ZIMCODE: REFRESHING YOUR BOARD:
Chapter 3 of the ZimCode addresses the Board of Directors, and sections 104 up to 107 highlights the maximum terms that an independent director can sit on the board.
THE ZimCode encourages companies to prioritise board refreshments. Board refreshment simply means the periodic assessment and the continuous improvement of a board’s capacity to govern.
It is continuous improvement of the board’s capability by focusing on composition, leadership, cultural dynamics, education, succession and the board’s strategic impact.
The refreshment entails director replacement and it is expected to equip the boards to fulfil its fiduciary duties as well as to deliver competitive advantage to the company.
The role of the board is to give strategic guidance to management and company in general, it follows that the directors have to be competent enough to be continuously adding value to board deliberations and actions.
Therefore there is need for board renewal from time to time so that the board remains equipped to fulfil its mandate.
It is unfortunate that board refreshments in many cases are often event driven rather than a continuous process that should be on the annual board calendar as a permanent task.
These ‘refreshments’ that are crisis management mechanisms often cost the company as all stakeholders often query why the board was keeping such incompetent director(s) for such a long time. In the same manner, age and term limits are also convenient triggers of board refreshment but a lot of time ticks away while waiting for the directors to retire or their term to expire.
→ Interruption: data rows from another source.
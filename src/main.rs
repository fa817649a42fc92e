//! Shell-gate binary entry point.

use std::process::ExitCode;

use shell_gate::api::{self, AppState, ServerConfig};
use shell_gate::cli::{self, Args};
use shell_gate::{logging, Config, GateConfig, NullSink, ShellGate};
use tracing::{error, info};

#[tokio::main]
async fn main() -> ExitCode {
    let args = match cli::parse_args() {
        Ok(args) => args,
        Err(e) => {
            eprintln!("error: {}", e);
            eprintln!("Run 'shell-gate --help' for usage.");
            return ExitCode::from(2);
        }
    };

    if args.help {
        cli::print_help();
        return ExitCode::SUCCESS;
    }
    if args.version {
        cli::print_version();
        return ExitCode::SUCCESS;
    }

    match run(args).await {
        Ok(()) => ExitCode::SUCCESS,
        Err(e) => {
            error!("{}", e);
            ExitCode::FAILURE
        }
    }
}

async fn run(args: Args) -> shell_gate::Result<()> {
    let (config, load_error) = Config::load_or_default(&args);

    logging::init(Some(config.log_filter()));

    if let Some(e) = load_error {
        error!("Error loading config, using defaults: {}", e);
    }

    let gate_config = config.gate().unwrap_or_else(|e| {
        error!("Invalid gate settings, using defaults: {}", e);
        GateConfig::default()
    });
    let gate = ShellGate::new(gate_config);

    if args.info {
        let info = serde_json::to_string_pretty(&gate.info())
            .map_err(|e| shell_gate::ShellGateError::Server(e.to_string()))?;
        println!("{}", info);
        return Ok(());
    }

    if let Some(command) = args.exec.as_deref() {
        println!("{}", gate.terminal(command, &NullSink).await);
        return Ok(());
    }

    info!("shell-gate v{}", env!("CARGO_PKG_VERSION"));
    info!(
        allowed = ?gate.config().allowed_commands(),
        max_output_length = gate.config().max_output_length(),
        timeout_secs = gate.config().timeout_secs(),
        "Gate configured"
    );

    api::serve(ServerConfig::from(&config), AppState::new(gate)).await
}
//! Command admission for shell-gate.
//!
//! Every command passes through a [`CommandPolicy`] before a process is
//! spawned. The policy is a static allow-list of command prefixes; there is
//! no authentication layer and no sandboxing of admitted commands.
//!
//! ## Example
//!
//! ```rust
//! use shell_gate::security::{CommandPolicy, PolicyError};
//!
//! let policy = CommandPolicy::new(vec!["echo".into(), "ls".into()]);
//! assert!(policy.check("echo hello").is_ok());
//! assert_eq!(policy.check("  "), Err(PolicyError::EmptyCommand));
//! assert!(policy.check("rm -rf /").is_err());
//! ```

pub mod policy;

pub use policy::{base_command, sanitize_for_display, ApprovedCommand, CommandPolicy, PolicyError};
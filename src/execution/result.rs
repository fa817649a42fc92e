//! Execution result types.

use std::fmt;
use std::time::Duration;

use crate::security::PolicyError;

/// The single textual outcome of one gate invocation.
///
/// Exactly one variant is produced per request. [`fmt::Display`] renders the
/// string handed back to the caller.
#[derive(Debug, Clone, PartialEq, Eq)]
pub enum ExecutionResult {
    /// Merged and possibly truncated process output.
    Output(String),
    /// The policy refused the command; no process was spawned.
    Rejected(PolicyError),
    /// The process outlived its budget and was killed.
    TimedOut(Duration),
    /// The process could not be started or its streams could not be read.
    Failed(String),
}

impl ExecutionResult {
    /// Whether the command ran to completion.
    pub fn is_output(&self) -> bool {
        matches!(self, Self::Output(_))
    }

    /// Whether the command was refused by policy.
    pub fn is_rejected(&self) -> bool {
        matches!(self, Self::Rejected(_))
    }

    /// Whether the command was killed for exceeding the timeout.
    pub fn timed_out(&self) -> bool {
        matches!(self, Self::TimedOut(_))
    }

    /// Render the result as the caller-facing string.
    pub fn into_text(self) -> String {
        match self {
            Self::Output(text) => text,
            other => other.to_string(),
        }
    }
}

impl fmt::Display for ExecutionResult {
    fn fmt(&self, f: &mut fmt::Formatter<'_>) -> fmt::Result {
        match self {
            Self::Output(text) => f.write_str(text),
            Self::Rejected(reason) => write!(f, "{}", reason),
            Self::TimedOut(timeout) => {
                write!(f, "Command timed out after {} seconds", timeout.as_secs())
            }
            Self::Failed(details) => write!(f, "Error executing command: {}", details),
        }
    }
}

impl From<PolicyError> for ExecutionResult {
    fn from(err: PolicyError) -> Self {
        Self::Rejected(err)
    }
}

#[cfg(test)]
mod tests {
    use super::*;

    #[test]
    fn test_output_passthrough() {
        let result = ExecutionResult::Output("hello\n".into());
        assert!(result.is_output());
        assert_eq!(result.into_text(), "hello\n");
    }

    #[test]
    fn test_timeout_message() {
        let result = ExecutionResult::TimedOut(Duration::from_secs(30));
        assert!(result.timed_out());
        assert_eq!(result.to_string(), "Command timed out after 30 seconds");
    }

    #[test]
    fn test_failed_message() {
        let result = ExecutionResult::Failed("No such file or directory (os error 2)".into());
        assert_eq!(
            result.into_text(),
            "Error executing command: No such file or directory (os error 2)"
        );
    }

    #[test]
    fn test_rejected_from_policy_error() {
        let result: ExecutionResult = PolicyError::EmptyCommand.into();
        assert!(result.is_rejected());
        assert_eq!(result.into_text(), "No command specified");
    }

    #[test]
    fn test_rejected_lists_allowed() {
        let result = ExecutionResult::Rejected(PolicyError::NotAllowed {
            base_command: "rm".into(),
            allowed: vec!["ls".into(), "echo".into()],
        });
        assert_eq!(
            result.to_string(),
            "Command 'rm' is not allowed. Allowed commands: ls, echo"
        );
    }
}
According to section 104 of the ZimCode, “Any term exceeding nine years in aggregate for an independent non-executive director should be subjected to a particularly rigorous review by the Board with special focus on performance and any factors which may impair his or her independence.
The review must also take into account the need for refreshing the Board by making new appointments”.
Section 105, “An independent non-executive director may serve more than twelve years if, after an independent assessment by the Board, there are no relationships or circumstances likely to affect the director’s independence and decision making, such as impairment of character and judgment by long ser- vice. A statement to this effect should be included in the integrated report.
Although independent non-executive directors may surpass the term limits highlighted above, the pertinent area that the ZimCode emphasises is performance.
Directors are appointed to the board to govern and if it’s completely justifiable that after twelve good years they are still capable of adding value to the company as substantiated by independent reviews, then so be it.
As much as long-term directors can give substance to the board, research around the world has also shown that lengthy director tenure can diminish a director’s ability to serve as an independent steward.
This can be attributed to many factors such as too much collegiality, enmeshed relationships that are established over time, diminishing returns and general fatigue and waning interest among directors.
It has been noted that long director tenure is problematic. It limits board’s opportunities to refresh membership and board actions become perfunctory, with stale director judgments as insights and boldness are lost.
The above highlights that companies do not often implement their succession planning as advised by the ZimCode in sections 120 (l) and 131 (b). Succession is often discussed but is rarely practiced formally.
It then leaves room for directors to negotiate for service extension which is not necessitated by the need for their exceptional qualities on the board but by their sense of entitlement.
If the succession planning is followed through, the board through its nomination committee should advise on getting weak contributors off the board and adding more competent ones and create room for younger, female and more global candidates with more strategic agility.
The board chair should be the catalyst for board refreshment. He/she does not have to play ‘nice’ governance whereby the chair avoids talking about refreshment so as not to ruffle furthers.
The board chair doesn’t have to wait for retirements and expiry of terms, but should facilitate board refreshment as often as the needs demand, with the hindsight to give the board room to settle.
Change is always hard and conflicts may erupt during such phases but it has to be well managed for good governance to occur.
Board refreshment has to be guided by the need to inject fresh thinking and diverse perspectives and reinvigorating board dynamics. Well-orchestrated director transitions often overcome entrenchment.